There is nobody better placed in the sport to tell you that players come and go than the supporters. Nobody expects a player to sign for their club, stay for ten years and have the club badge tattooed on their chest. We expect a player to sign, give their all while they’re wearing the shirt and show some respect to the club that’s paying them an outrageous living.
It’s easy to lose sight of that in the tribalism of supporters culture and fans fly off the handle over a mistake or a departure, but that’s really all we want. The odd goal helps too. Daniel Ayala nearly managed to achieve that bare minimum but walking away, with games to play and a relegation fight on our hands, when his colleagues who’re in the same boat will be playing is unforgivable.
The bloke is bailing on us in the midst of a relegation battle and not just as a peripheral figure in the squad, as one of our best players and main leaders. He’s abandoned us when we’ve always had his back.
If this was Rudy Gestede*, resident boo boy who has frequently clashed with the Boro support, you could sort of get it. If Adam Clayton, remembering how he became the pantomime villain for a few weeks after a misguided comment in the media had decided to jack it in, maybe it wouldn’t sting so much.
They’re both going to have to take reduced wages to stay on Teesside beyond this season given the clubs financial restructuring or seek pastures new. Yet, they’re both willing to put up a fight even if that offers a risk to their next move. They’re putting the team first.
If the Reds had nothing to play for and were simply seeing out the season, Ayala’s decision wouldn’t of caused such an outcry but we’re not. We’re two points outside of the relegation zone with nine games to play.
The prospect and reality of relegation is truly terrifying. This isn’t the “oh well it was nice while it lasted” mentality of being relegated from the Premier League. League One doesn’t just mean different away trips and different players. League One may mean an entirely different outlook for Middlesbrough Football Club for years to come. It might be a laugh for a season with new places to go, but the fortunes of clubs like Bradford City, Bolton, Ipswich should serve as a stark warning to us all.
It isn’t just the players, the coaches, the chairman or the fans who suffer because of relegation. It’s the admin team and the concourse staff who have to be let go as budgets are cut. It’s the landlords of pubs in the town centre who can’t rely on matchday incomes as much when crowds dwindle. Those are the people that truly suffer after relegation and they’re the people who Daniel Ayala has potentially let down the most.
In spite of this, Ayala’s achievements as a Boro player shouldn’t be tarnished by club sanctioned character assassinations in the local press. There are much more despicable things that are covered up by football clubs than someone moving house out of area.
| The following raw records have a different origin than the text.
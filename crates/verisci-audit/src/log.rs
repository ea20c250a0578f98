//! Append-only audit log.
//!
//! Entries are fully built (text and digests) before the write lock is taken,
//! and pushed under a single lock acquisition, so a concurrent reader sees
//! either the whole entry or nothing.

use std::collections::BTreeMap;
use std::sync::{PoisonError, RwLock, RwLockReadGuard, RwLockWriteGuard};

use serde::{Deserialize, Serialize};

use verisci_core::hash::{chain_hashes, hash_str, Hash256};
use verisci_core::id::StepId;
use verisci_core::milestone::Milestone;
use verisci_core::time::now_millis;

use crate::entry::{AuditEntry, IntegrityIssue, VerifyStatus};
use crate::error::{AuditError, Result};

/// Inputs of one completed call, before fingerprinting.
#[derive(Debug, Clone)]
pub struct NewStep {
    pub milestone: Milestone,
    pub action: String,
    pub model: String,
    pub seed: u64,
    pub temperature: f32,
    pub prompt: String,
    pub output: String,
}

/// On-disk shape of an exported trail.
#[derive(Debug, Serialize, Deserialize)]
struct ExportedTrail {
    engine_version: String,
    entries: Vec<AuditEntry>,
}

#[derive(Debug, Default)]
pub struct AuditLog {
    entries: RwLock<Vec<AuditEntry>>,
}

impl AuditLog {
    pub fn new() -> Self {
        Self::default()
    }

    /// Rebuild a log from previously exported entries.
    ///
    /// Only ordering is validated, plus room for one more step id. Digests
    /// are kept as stored; edited text shows up in `integrity_report` and in
    /// re-execution.
    pub fn from_entries(entries: Vec<AuditEntry>) -> Result<Self> {
        for pair in entries.windows(2) {
            if pair[1].step_id <= pair[0].step_id {
                return Err(AuditError::OutOfOrder {
                    prev: pair[0].step_id,
                    next: pair[1].step_id,
                });
            }
        }
        if let Some(last) = entries.last() {
            if last.step_id.checked_next().is_none() {
                return Err(AuditError::IdsExhausted(last.step_id));
            }
        }
        Ok(Self {
            entries: RwLock::new(entries),
        })
    }

    fn read(&self) -> RwLockReadGuard<'_, Vec<AuditEntry>> {
        self.entries.read().unwrap_or_else(PoisonError::into_inner)
    }

    fn write(&self) -> RwLockWriteGuard<'_, Vec<AuditEntry>> {
        self.entries.write().unwrap_or_else(PoisonError::into_inner)
    }

    /// Fingerprint a completed call, assign the next step id and store it.
    pub fn append(&self, step: NewStep) -> AuditEntry {
        let prompt_hash = hash_str(&step.prompt);
        let output_hash = hash_str(&step.output);
        let timestamp_ms = now_millis();

        let mut entries = self.write();
        // `from_entries` guarantees the last id has a successor.
        let step_id = entries
            .last()
            .and_then(|e| e.step_id.checked_next())
            .unwrap_or(StepId::new(1));
        let entry = AuditEntry {
            step_id,
            milestone: step.milestone,
            action: step.action,
            model: step.model,
            seed: step.seed,
            temperature: step.temperature,
            prompt: step.prompt,
            prompt_hash,
            output: step.output,
            output_hash,
            timestamp_ms,
            verified: VerifyStatus::Unverified,
        };
        entries.push(entry.clone());
        drop(entries);

        tracing::debug!(
            step = %step_id,
            milestone = %entry.milestone,
            action = %entry.action,
            prompt_hash = %prompt_hash.short(),
            output_hash = %output_hash.short(),
            "appended audit entry"
        );
        entry
    }

    pub fn get(&self, step_id: StepId) -> Result<AuditEntry> {
        let entries = self.read();
        find(&entries, step_id)
            .map(|i| entries[i].clone())
            .ok_or(AuditError::NotFound(step_id))
    }

    /// Snapshot of every entry in step order.
    pub fn list(&self) -> Vec<AuditEntry> {
        self.read().clone()
    }

    /// Record the outcome of a re-execution. Later checks overwrite earlier ones.
    pub fn mark_verified(&self, step_id: StepId, status: VerifyStatus) -> Result<()> {
        let mut entries = self.write();
        let i = find(&entries, step_id).ok_or(AuditError::NotFound(step_id))?;
        entries[i].verified = status;
        Ok(())
    }

    pub fn len(&self) -> usize {
        self.read().len()
    }

    pub fn is_empty(&self) -> bool {
        self.read().is_empty()
    }

    pub fn count_by_milestone(&self) -> BTreeMap<Milestone, usize> {
        let mut counts = BTreeMap::new();
        for e in self.read().iter() {
            *counts.entry(e.milestone).or_insert(0) += 1;
        }
        counts
    }

    /// Entries whose stored text no longer reproduces the stored digests.
    pub fn integrity_report(&self) -> Vec<IntegrityIssue> {
        self.read()
            .iter()
            .filter_map(AuditEntry::check_integrity)
            .collect()
    }

    /// Root digest over every entry's (prompt_hash, output_hash), in step order.
    pub fn root_hash(&self) -> Hash256 {
        let entries = self.read();
        chain_hashes(
            entries
                .iter()
                .flat_map(|e| [&e.prompt_hash, &e.output_hash]),
        )
    }

    pub fn export_json(&self) -> Result<String> {
        let trail = ExportedTrail {
            engine_version: verisci_core::VERSION.to_string(),
            entries: self.list(),
        };
        Ok(serde_json::to_string_pretty(&trail)?)
    }

    pub fn import_json(json: &str) -> Result<Self> {
        let trail: ExportedTrail = serde_json::from_str(json)?;
        Self::from_entries(trail.entries)
    }
}

/// Step ids are strictly increasing, so the vector is sorted by id.
fn find(entries: &[AuditEntry], step_id: StepId) -> Option<usize> {
    entries.binary_search_by_key(&step_id, |e| e.step_id).ok()
}

#[cfg(test)]
mod tests {
    use super::*;

    fn step(milestone: Milestone, prompt: &str, output: &str) -> NewStep {
        NewStep {
            milestone,
            action: "test".into(),
            model: "m".into(),
            seed: 42,
            temperature: 0.0,
            prompt: prompt.into(),
            output: output.into(),
        }
    }

    #[test]
    fn append_assigns_increasing_ids_and_hashes() {
        let log = AuditLog::new();
        let a = log.append(step(Milestone::Ideation, "p1", "o1"));
        let b = log.append(step(Milestone::Ideation, "p2", "o2"));
        assert_eq!(a.step_id, StepId::new(1));
        assert_eq!(b.step_id, StepId::new(2));
        assert_eq!(a.prompt_hash, hash_str("p1"));
        assert_eq!(b.output_hash, hash_str("o2"));
        assert_eq!(a.verified, VerifyStatus::Unverified);
    }

    #[test]
    fn get_and_not_found() {
        let log = AuditLog::new();
        log.append(step(Milestone::Design, "p", "o"));
        assert_eq!(log.get(StepId::new(1)).unwrap().milestone, Milestone::Design);
        assert!(matches!(
            log.get(StepId::new(9)),
            Err(AuditError::NotFound(id)) if id == StepId::new(9)
        ));
    }

    #[test]
    fn mark_verified_overwrites() {
        let log = AuditLog::new();
        log.append(step(Milestone::Writing, "p", "o"));
        let id = StepId::new(1);
        log.mark_verified(id, VerifyStatus::Mismatched).unwrap();
        assert_eq!(log.get(id).unwrap().verified, VerifyStatus::Mismatched);
        log.mark_verified(id, VerifyStatus::Verified).unwrap();
        assert_eq!(log.get(id).unwrap().verified, VerifyStatus::Verified);
        assert!(log.mark_verified(StepId::new(2), VerifyStatus::Verified).is_err());
    }

    #[test]
    fn from_entries_rejects_reordering() {
        let log = AuditLog::new();
        log.append(step(Milestone::Ideation, "a", "b"));
        log.append(step(Milestone::Ideation, "c", "d"));
        let mut entries = log.list();
        entries.swap(0, 1);
        assert!(matches!(
            AuditLog::from_entries(entries),
            Err(AuditError::OutOfOrder { .. })
        ));
    }

    #[test]
    fn from_entries_rejects_last_possible_id() {
        let log = AuditLog::new();
        log.append(step(Milestone::Ideation, "a", "b"));
        let mut entries = log.list();
        entries[0].step_id = StepId::new(u64::MAX);
        assert!(matches!(
            AuditLog::from_entries(entries),
            Err(AuditError::IdsExhausted(id)) if id == StepId::new(u64::MAX)
        ));
    }

    #[test]
    fn integrity_report_flags_edited_text() {
        let log = AuditLog::new();
        log.append(step(Milestone::Ideation, "a", "b"));
        log.append(step(Milestone::Ideation, "c", "d"));
        assert!(log.integrity_report().is_empty());

        let mut entries = log.list();
        entries[1].output.push('!');
        let edited = AuditLog::from_entries(entries).unwrap();
        let issues = edited.integrity_report();
        assert_eq!(issues.len(), 1);
        assert_eq!(issues[0].step_id, StepId::new(2));
        assert!(issues[0].prompt_ok);
        assert!(!issues[0].output_ok);
    }

    #[test]
    fn root_hash_tracks_content() {
        let a = AuditLog::new();
        let b = AuditLog::new();
        a.append(step(Milestone::Ideation, "p", "o"));
        b.append(step(Milestone::Ideation, "p", "o"));
        assert_eq!(a.root_hash(), b.root_hash());
        b.append(step(Milestone::Design, "p2", "o2"));
        assert_ne!(a.root_hash(), b.root_hash());
    }

    #[test]
    fn counts_by_milestone() {
        let log = AuditLog::new();
        log.append(step(Milestone::Ideation, "a", "b"));
        log.append(step(Milestone::Ideation, "a", "b"));
        log.append(step(Milestone::Analysis, "a", "b"));
        let counts = log.count_by_milestone();
        assert_eq!(counts.get(&Milestone::Ideation), Some(&2));
        assert_eq!(counts.get(&Milestone::Analysis), Some(&1));
        assert_eq!(counts.get(&Milestone::Design), None);
    }
}
//! Run manifest for audit/replay.
//!
//! The engine emits a manifest after a successful run. Together with the audit
//! trail it pins down everything a third party needs to re-execute the run:
//! program digest, model, seed, and a root digest over every step's fingerprints.

use serde::{Deserialize, Serialize};

use crate::hash::Hash256;
use crate::id::RunId;

#[derive(Debug, Clone, Serialize, Deserialize)]
pub struct RunManifest {
    pub run_id: RunId,

    /// Digest of the research topic (the program definition).
    pub program_hash: Hash256,

    pub model: String,
    pub seed: u64,

    /// Engine version string for provenance.
    pub engine_version: String,

    /// Root digest over (prompt_hash, output_hash) of every step, in step order.
    pub audit_root: Option<Hash256>,

    pub total_steps: usize,

    /// Milliseconds since Unix epoch (UTC).
    pub started_ms: u64,
    pub finished_ms: u64,
}

impl RunManifest {
    pub fn new(
        run_id: RunId,
        program_hash: Hash256,
        model: impl Into<String>,
        seed: u64,
        started_ms: u64,
    ) -> Self {
        Self {
            run_id,
            program_hash,
            model: model.into(),
            seed,
            engine_version: crate::VERSION.to_string(),
            audit_root: None,
            total_steps: 0,
            started_ms,
            finished_ms: started_ms,
        }
    }

    pub fn finish(mut self, finished_ms: u64, audit_root: Hash256, total_steps: usize) -> Self {
        self.finished_ms = finished_ms;
        self.audit_root = Some(audit_root);
        self.total_steps = total_steps;
        self
    }

    pub fn duration_ms(&self) -> u64 {
        self.finished_ms.saturating_sub(self.started_ms)
    }
}

#[cfg(test)]
mod tests {
    use super::*;
    use crate::hash::hash_str;

    #[test]
    fn finish_records_root_and_duration() {
        let root = hash_str("root");
        let m = RunManifest::new(RunId::random(), hash_str("topic"), "m", 42, 1_000)
            .finish(1_250, root, 8);
        assert_eq!(m.audit_root, Some(root));
        assert_eq!(m.total_steps, 8);
        assert_eq!(m.duration_ms(), 250);
    }

    #[test]
    fn duration_never_underflows() {
        let m = RunManifest::new(RunId::random(), hash_str("topic"), "m", 42, 5_000)
            .finish(4_000, hash_str("root"), 0);
        assert_eq!(m.duration_ms(), 0);
    }
}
Don’t turn this into an episode of Hollyoaks. It’s pathetic.
Daniel Ayala has been a fantastic player over the course of his tenure on Teesside. His input into the record breaking defence of the promotion winning season can never be overestimated. Dimi, Nsue, Ayala, Gibson, Friend. Immovable. Untouchable. It will live forever in MFC folklore. Ironically, it might be Ben Gibson that eventually replaces him. Doubts will be permanently cast upon the seriousness of his injuries that seem to conveniently give him February off nearly every year, maybe Karanka was right but when he played he was a colossus.
That shouldn’t be forgotten yet neither should we forget that Daniel Ayala walked away.
Best wishes to all the boys in red that are committed to fighting for survival. Make sure we can’t blame Ayala for being relegated. Make sure he’s the catalyst for bringing us all closer together. Let’s stay together. Let’s stay up.
* Editor’s note – We take full responsibility for Rudy Gestede deciding to leave MFC. You’re welcome.